- Goal of the exercise -
Starting at the first line of the entries below, output every line exactly, up to and including the line with "use crate::parser::load_records;".

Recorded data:
//! Timing table for TTG generation versus walker traversal.
//!
//! Each timer record carries phase start/end timestamps and visited-node
//! counts. Durations are derived per record, then averaged per edge count.

use super::table::{group_by, Aggregation};
use crate::parser::load_records;
use crate::parser::schema::{KeyValue, Record};
use crate::utils::config::{
    TIMING_GROUP_FIELDS, TOTAL_TIME_FIELD, TRAVERSAL_END_FIELD, TRAVERSAL_START_FIELD,
    TRAVERSAL_TIME_FIELD, TRAVERSAL_VISITED_FIELD, TTG_END_FIELD, TTG_START_FIELD,
    TTG_TIME_FIELD, TTG_VISITED_FIELD,
};
use crate::utils::error::{AggregateError, SchemaError};
use log::info;
use std::path::Path;

/// Averages for one edge count
#[derive(Debug, Clone, PartialEq)]
pub struct TimingRow {
    pub edge_count: KeyValue,
    pub avg_ttg_time: f64,
    pub avg_traversal_time: f64,
    pub avg_ttg_visited: f64,
    pub avg_traversal_visited: f64,

    /// Number of runs averaged into this row
    pub runs: usize,
}

/// Append `ttg_time`, `traversal_time` and `total_time` to every record
pub fn add_durations(records: &mut [Record]) -> Result<(), SchemaError> {
    for record in records.iter_mut() {
        let ttg_start = record.number(TTG_START_FIELD)?;
        let ttg_end = record.number(TTG_END_FIELD)?;
        let traversal_start = record.number(TRAVERSAL_START_FIELD)?;
        let traversal_end = record.number(TRAVERSAL_END_FIELD)?;

        record.set_number(TTG_TIME_FIELD, ttg_end - ttg_start);
        record.set_number(TRAVERSAL_TIME_FIELD, traversal_end - traversal_start);
        record.set_number(TOTAL_TIME_FIELD, traversal_end - ttg_start);
    }

    Ok(())
}

/// Load a timer file and derive the duration columns
pub fn load_timer_records(path: impl AsRef<Path>) -> Result<Vec<Record>, AggregateError> {
    let path = path.as_ref();
    info!("Loading timer records from: {}", path.display());

    let mut records = load_records(path)?;
    add_durations(&mut records)?;

    Ok(records)
}

/// Average TTG/traversal time and visited counts per edge count
///
/// **Public** - main entry point for the timing table
///
/// # Returns
/// One row per distinct `JAC_EDGE_NUM`, ascending
pub fn compute_avg_times(records: &[Record]) -> Result<Vec<TimingRow>, SchemaError> {
    let groups = group_by(
        records,
        TIMING_GROUP_FIELDS,
        &[
            Aggregation::Mean(TTG_TIME_FIELD),
            Aggregation::Mean(TRAVERSAL_TIME_FIELD),
            Aggregation::Mean(TTG_VISITED_FIELD),
            Aggregation::Mean(TRAVERSAL_VISITED_FIELD),
        ],
    )?;

    groups
        .into_iter()
        .map(|group| {
            let [edge_count]: [KeyValue; 1] =
                group.key.try_into().map_err(|key: Vec<KeyValue>| SchemaError::InvalidKey {
                    got: key.len(),
                    max: TIMING_GROUP_FIELDS.len(),
                })?;
            Ok(TimingRow {
                edge_count,
                avg_ttg_time: group.values[0],
                avg_traversal_time: group.values[1],
                avg_ttg_visited: group.values[2],
                avg_traversal_visited: group.values[3],
                runs: group.count,
            })
        })
        .collect()
}
//! Aggregation of benchmark records into summary tables.
//!
//! This module transforms flat benchmark records into:
//! - Cache hit rate rows per (cache size, prefetch, edge count)
//! - Average TTG/traversal timings per edge count

pub mod hit_rate;
pub mod table;
pub mod timing;

// Re-export main types and functions
pub use hit_rate::{aggregate_hit_rates, hit_ratio, load_cache_stats, prepare_cache_stats, HitRateRow};
pub use table::{dedup_keep_last, group_by, Aggregation, Group};
pub use timing::{add_durations, compute_avg_times, load_timer_records, TimingRow};
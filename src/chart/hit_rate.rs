//! Hit rate charts: line curves and grouped bars.
//!
//! One series per (cache size, prefetch) setting. Colour follows the cache
//! size; prefetch-enabled series use triangle markers (line chart) or a
//! lighter fill (bar chart).

use super::{drawing_error, padded_range, y_upper, ChartConfig};
use crate::aggregator::HitRateRow;
use crate::output::{check_extension, prepare_output_path};
use crate::parser::KeyValue;
use crate::utils::config::{BAR_CHART_SIZE, LINE_CHART_SIZE};
use crate::utils::error::RenderError;
use log::{debug, info};
use plotters::prelude::*;
use plotters::style::text_anchor::{HPos, Pos, VPos};
use std::collections::BTreeMap;
use std::path::Path;

/// One point of a hit rate series
#[derive(Debug, Clone, PartialEq)]
pub struct SeriesPoint {
    pub edge_count: KeyValue,
    pub hit_rate: f64,
}

/// Hit rate curve of one (cache size, prefetch) setting
#[derive(Debug, Clone, PartialEq)]
pub struct HitRateSeries {
    pub cache_size: KeyValue,
    pub prefetch: KeyValue,

    /// Rank of the cache size among all cache sizes, used to pick a colour
    pub color_index: usize,

    /// Points ordered by edge count
    pub points: Vec<SeriesPoint>,
}

impl HitRateSeries {
    pub fn prefetch_enabled(&self) -> bool {
        self.prefetch.is_truthy()
    }

    pub fn label(&self) -> String {
        let status = if self.prefetch_enabled() { "enabled" } else { "disabled" };
        format!("cache={}, prefetch {}", self.cache_size, status)
    }

    fn color(&self) -> RGBAColor {
        Palette99::pick(self.color_index).to_rgba()
    }
}

/// Split aggregated rows into one series per (cache size, prefetch)
///
/// Series come out ordered by cache size, then prefetch flag.
pub fn hit_rate_series(rows: &[HitRateRow]) -> Vec<HitRateSeries> {
    let mut grouped: BTreeMap<(KeyValue, KeyValue), Vec<SeriesPoint>> = BTreeMap::new();
    for row in rows {
        grouped
            .entry((row.cache_size.clone(), row.prefetch.clone()))
            .or_default()
            .push(SeriesPoint {
                edge_count: row.edge_count.clone(),
                hit_rate: row.hit_rate,
            });
    }

    let mut cache_sizes: Vec<&KeyValue> = rows.iter().map(|r| &r.cache_size).collect();
    cache_sizes.sort();
    cache_sizes.dedup();

    grouped
        .into_iter()
        .map(|((cache_size, prefetch), mut points)| {
            points.sort_by(|a, b| a.edge_count.cmp(&b.edge_count));
            let color_index = cache_sizes
                .iter()
                .position(|size| **size == cache_size)
                .unwrap_or(0);
            HitRateSeries {
                cache_size,
                prefetch,
                color_index,
                points,
            }
        })
        .collect()
}

/// One bar of the grouped bar chart, in category-axis units
#[derive(Debug, Clone, PartialEq)]
pub struct Bar {
    /// Index into the series list
    pub series: usize,
    pub x0: f64,
    pub x1: f64,
    pub value: f64,
}

/// Bar positions for a grouped bar chart
#[derive(Debug, Clone, PartialEq)]
pub struct BarLayout {
    /// Distinct edge counts, one slot each, ascending
    pub categories: Vec<KeyValue>,
    pub bar_width: f64,
    pub bars: Vec<Bar>,
}

/// Lay out grouped bars: slot `i` spans `i - 0.4 .. i + 0.4`, shared
/// evenly by all series
pub fn bar_layout(series: &[HitRateSeries]) -> BarLayout {
    let mut categories: Vec<KeyValue> = series
        .iter()
        .flat_map(|s| s.points.iter().map(|p| p.edge_count.clone()))
        .collect();
    categories.sort();
    categories.dedup();

    let bar_width = if series.is_empty() { 0.8 } else { 0.8 / series.len() as f64 };

    let mut bars = Vec::new();
    for (index, s) in series.iter().enumerate() {
        for point in &s.points {
            let slot = categories
                .binary_search(&point.edge_count)
                .unwrap_or_default() as f64;
            let x0 = slot - 0.4 + index as f64 * bar_width;
            bars.push(Bar {
                series: index,
                x0,
                x1: x0 + bar_width,
                value: point.hit_rate,
            });
        }
    }

    BarLayout {
        categories,
        bar_width,
        bars,
    }
}

fn default_line_config() -> ChartConfig {
    ChartConfig::new("Cache Hit Rate vs Edge Count", LINE_CHART_SIZE)
}

fn default_bar_config() -> ChartConfig {
    ChartConfig::new("Cache Hit Rate vs Edge Count", BAR_CHART_SIZE)
}

/// Plot hit rate vs edge count, one line per (cache_size, jac_prefetch)
///
/// **Public** - renderer behind `hit-rate`
///
/// # Errors
/// * `RenderError::EmptyData` - no rows
/// * `RenderError::NonNumeric` - an edge count is not a number
/// * `RenderError::Output` - output path invalid
/// * `RenderError::Drawing` - backend failure
pub fn plot_hit_rate_curves(
    rows: &[HitRateRow],
    output_path: impl AsRef<Path>,
    config: Option<&ChartConfig>,
) -> Result<(), RenderError> {
    let output_path = output_path.as_ref();
    let config = config.cloned().unwrap_or_else(default_line_config);

    let series = hit_rate_series(rows);
    if series.is_empty() {
        return Err(RenderError::EmptyData("hit rate table has no rows".to_string()));
    }

    // Resolve numeric x values up front so a bad edge count fails before drawing
    let mut lines: Vec<(&HitRateSeries, Vec<(f64, f64)>)> = Vec::with_capacity(series.len());
    for s in &series {
        let points = s
            .points
            .iter()
            .map(|p| {
                p.edge_count
                    .as_f64()
                    .map(|x| (x, p.hit_rate))
                    .ok_or_else(|| RenderError::NonNumeric(p.edge_count.to_string()))
            })
            .collect::<Result<Vec<_>, _>>()?;
        lines.push((s, points));
    }

    let x_range = padded_range(lines.iter().flat_map(|(_, pts)| pts.iter().map(|p| p.0)))
        .ok_or_else(|| RenderError::EmptyData("hit rate table has no points".to_string()))?;
    let y_max = y_upper(lines.iter().flat_map(|(_, pts)| pts.iter().map(|p| p.1)));

    prepare_output_path(output_path)?;
    check_extension(output_path, "png");
    info!("Drawing hit rate curves ({} series) to: {}", series.len(), output_path.display());

    let root = BitMapBackend::new(output_path, config.size).into_drawing_area();
    root.fill(&WHITE).map_err(drawing_error)?;

    let mut chart = ChartBuilder::on(&root)
        .caption(&config.title, ("sans-serif", 28).into_font())
        .margin(15)
        .x_label_area_size(50)
        .y_label_area_size(70)
        .build_cartesian_2d(x_range, 0f64..y_max)
        .map_err(drawing_error)?;

    chart
        .configure_mesh()
        .x_desc("Edge Count (JAC_EDGE_NUM)")
        .y_desc("Hit Rate")
        .y_label_formatter(&|y| format!("{:.0}%", y * 100.0))
        .draw()
        .map_err(drawing_error)?;

    for (s, points) in &lines {
        let color = s.color();
        debug!("Series {}: {} points", s.label(), points.len());

        chart
            .draw_series(LineSeries::new(points.iter().copied(), color.stroke_width(2)))
            .map_err(drawing_error)?
            .label(s.label())
            .legend(move |(x, y)| PathElement::new(vec![(x, y), (x + 20, y)], color));

        if s.prefetch_enabled() {
            chart
                .draw_series(points.iter().map(|&p| TriangleMarker::new(p, 6, color.filled())))
                .map_err(drawing_error)?;
        } else {
            chart
                .draw_series(points.iter().map(|&p| Circle::new(p, 4, color.filled())))
                .map_err(drawing_error)?;
        }
    }

    chart
        .configure_series_labels()
        .position(SeriesLabelPosition::UpperRight)
        .background_style(WHITE.mix(0.8))
        .border_style(BLACK)
        .draw()
        .map_err(drawing_error)?;

    root.present().map_err(drawing_error)?;

    info!("Saved plot to {}", output_path.display());
    Ok(())
}

/// Plot hit rate vs edge count as grouped bars
///
/// **Public** - renderer behind `hit-rate-bar`
pub fn plot_hit_rate_bars(
    rows: &[HitRateRow],
    output_path: impl AsRef<Path>,
    config: Option<&ChartConfig>,
) -> Result<(), RenderError> {
    let output_path = output_path.as_ref();
    let config = config.cloned().unwrap_or_else(default_bar_config);

    let series = hit_rate_series(rows);
    if series.is_empty() {
        return Err(RenderError::EmptyData("hit rate table has no rows".to_string()));
    }
    let layout = bar_layout(&series);
    let slots = layout.categories.len() as f64;
    let y_max = y_upper(layout.bars.iter().map(|b| b.value));

    prepare_output_path(output_path)?;
    check_extension(output_path, "png");
    info!(
        "Drawing hit rate bars ({} series x {} edge counts) to: {}",
        series.len(),
        layout.categories.len(),
        output_path.display()
    );

    let root = BitMapBackend::new(output_path, config.size).into_drawing_area();
    root.fill(&WHITE).map_err(drawing_error)?;

    let mut chart = ChartBuilder::on(&root)
        .caption(&config.title, ("sans-serif", 28).into_font())
        .margin(15)
        .x_label_area_size(60)
        .y_label_area_size(70)
        .build_cartesian_2d(-0.5f64..(slots - 0.5), 0f64..y_max)
        .map_err(drawing_error)?;

    chart
        .configure_mesh()
        .disable_x_mesh()
        .x_labels(0)
        .x_desc("Edge Count (JAC_EDGE_NUM)")
        .y_desc("Hit Rate")
        .y_label_formatter(&|y| format!("{:.0}%", y * 100.0))
        .light_line_style(WHITE)
        .draw()
        .map_err(drawing_error)?;

    for (index, s) in series.iter().enumerate() {
        let color = s.color();
        let fill = if s.prefetch_enabled() { color.mix(0.45) } else { color };

        chart
            .draw_series(
                layout
                    .bars
                    .iter()
                    .filter(|bar| bar.series == index)
                    .map(|bar| Rectangle::new([(bar.x0, 0.0), (bar.x1, bar.value)], fill.filled())),
            )
            .map_err(drawing_error)?
            .label(s.label())
            .legend(move |(x, y)| Rectangle::new([(x, y - 5), (x + 15, y + 5)], fill.filled()));

        chart
            .draw_series(
                layout
                    .bars
                    .iter()
                    .filter(|bar| bar.series == index)
                    .map(|bar| Rectangle::new([(bar.x0, 0.0), (bar.x1, bar.value)], BLACK.stroke_width(1))),
            )
            .map_err(drawing_error)?;
    }

    // Category labels under each slot
    let label_style = ("sans-serif", 15)
        .into_font()
        .color(&BLACK)
        .pos(Pos::new(HPos::Center, VPos::Top));
    for (slot, category) in layout.categories.iter().enumerate() {
        let (x, y) = chart.backend_coord(&(slot as f64, 0.0));
        root.draw(&Text::new(category.to_string(), (x, y + 6), label_style.clone()))
            .map_err(drawing_error)?;
    }

    chart
        .configure_series_labels()
        .position(SeriesLabelPosition::UpperRight)
        .background_style(WHITE.mix(0.8))
        .border_style(BLACK)
        .draw()
        .map_err(drawing_error)?;

    root.present().map_err(drawing_error)?;

    info!("Saved plot to {}", output_path.display());
    Ok(())
}

#[cfg(test)]
mod tests {
    use super::*;

    fn row(cache_size: i64, prefetch: i64, edges: i64, hit_rate: f64) -> HitRateRow {
        HitRateRow {
            cache_size: KeyValue::Int(cache_size),
            prefetch: KeyValue::Int(prefetch),
            edge_count: KeyValue::Int(edges),
            hit: hit_rate * 100.0,
            total_acc: 100.0,
            hit_rate,
        }
    }

    #[test]
    fn test_series_split_and_colors() {
        let rows = vec![
            row(20, 0, 100, 0.5),
            row(10, 1, 100, 0.4),
            row(10, 0, 200, 0.3),
            row(10, 0, 100, 0.2),
        ];

        let series = hit_rate_series(&rows);

        assert_eq!(series.len(), 3);
        assert_eq!(series[0].label(), "cache=10, prefetch disabled");
        assert_eq!(series[0].color_index, 0);
        assert_eq!(series[0].points.len(), 2);
        assert_eq!(series[0].points[0].edge_count, KeyValue::Int(100));
        assert_eq!(series[1].label(), "cache=10, prefetch enabled");
        assert_eq!(series[1].color_index, 0);
        assert_eq!(series[2].color_index, 1);
    }

    #[test]
    fn test_bar_layout_slots() {
        let rows = vec![row(10, 0, 100, 0.2), row(10, 0, 200, 0.3), row(10, 1, 200, 0.6)];
        let series = hit_rate_series(&rows);

        let layout = bar_layout(&series);

        assert_eq!(layout.categories, vec![KeyValue::Int(100), KeyValue::Int(200)]);
        assert_eq!(layout.bar_width, 0.4);
        assert_eq!(layout.bars.len(), 3);

        // second series only has the 200-edge slot
        let last = &layout.bars[2];
        assert_eq!(last.series, 1);
        assert!((last.x0 - (1.0 - 0.4 + 0.4)).abs() < 1e-12);
        assert!((last.x1 - 1.4).abs() < 1e-12);
        assert_eq!(last.value, 0.6);
    }

    fn rendered_len(path: &Path) -> u64 {
        std::fs::metadata(path).map(|m| m.len()).unwrap_or(0)
    }

    #[test]
    fn test_plot_hit_rate_curves_renders() {
        let dir = tempfile::tempdir().unwrap();
        let path = dir.path().join("charts").join("hit_rate.png");
        let rows = vec![
            row(10, 0, 100, 0.2),
            row(10, 0, 200, 0.3),
            row(10, 1, 100, 0.5),
            row(20, 0, 100, 0.0),
        ];

        plot_hit_rate_curves(&rows, &path, None).unwrap();

        assert!(rendered_len(&path) > 0);
    }

    #[test]
    fn test_plot_hit_rate_bars_with_missing_slot() {
        let dir = tempfile::tempdir().unwrap();
        let path = dir.path().join("bars.png");
        // prefetch-enabled series has no 100-edge bar
        let rows = vec![row(10, 0, 100, 0.2), row(10, 0, 200, 0.3), row(10, 1, 200, 0.6)];
        let config = ChartConfig::new("bars", (600, 400));

        plot_hit_rate_bars(&rows, &path, Some(&config)).unwrap();

        assert!(rendered_len(&path) > 0);
    }

    #[test]
    fn test_plot_single_point_renders() {
        let dir = tempfile::tempdir().unwrap();
        let path = dir.path().join("single.png");

        plot_hit_rate_curves(&[row(10, 0, 100, 0.0)], &path, None).unwrap();

        assert!(rendered_len(&path) > 0);
    }

    #[test]
    fn test_plot_empty_rows_is_error() {
        let dir = tempfile::tempdir().unwrap();
        let result = plot_hit_rate_curves(&[], dir.path().join("x.png"), None);
        assert!(matches!(result, Err(RenderError::EmptyData(_))));
    }

    #[test]
    fn test_plot_text_edge_count_is_error() {
        let dir = tempfile::tempdir().unwrap();
        let mut bad = row(10, 0, 100, 0.2);
        bad.edge_count = KeyValue::Text("many".to_string());

        let result = plot_hit_rate_curves(&[bad], dir.path().join("x.png"), None);
        assert!(matches!(result, Err(RenderError::NonNumeric(v)) if v == "many"));
    }
}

- Completed task -
//! Timing table for TTG generation versus walker traversal.
//!
//! Each timer record carries phase start/end timestamps and visited-node
//! counts. Durations are derived per record, then averaged per edge count.

use super::table::{group_by, Aggregation};
use crate::parser::load_records;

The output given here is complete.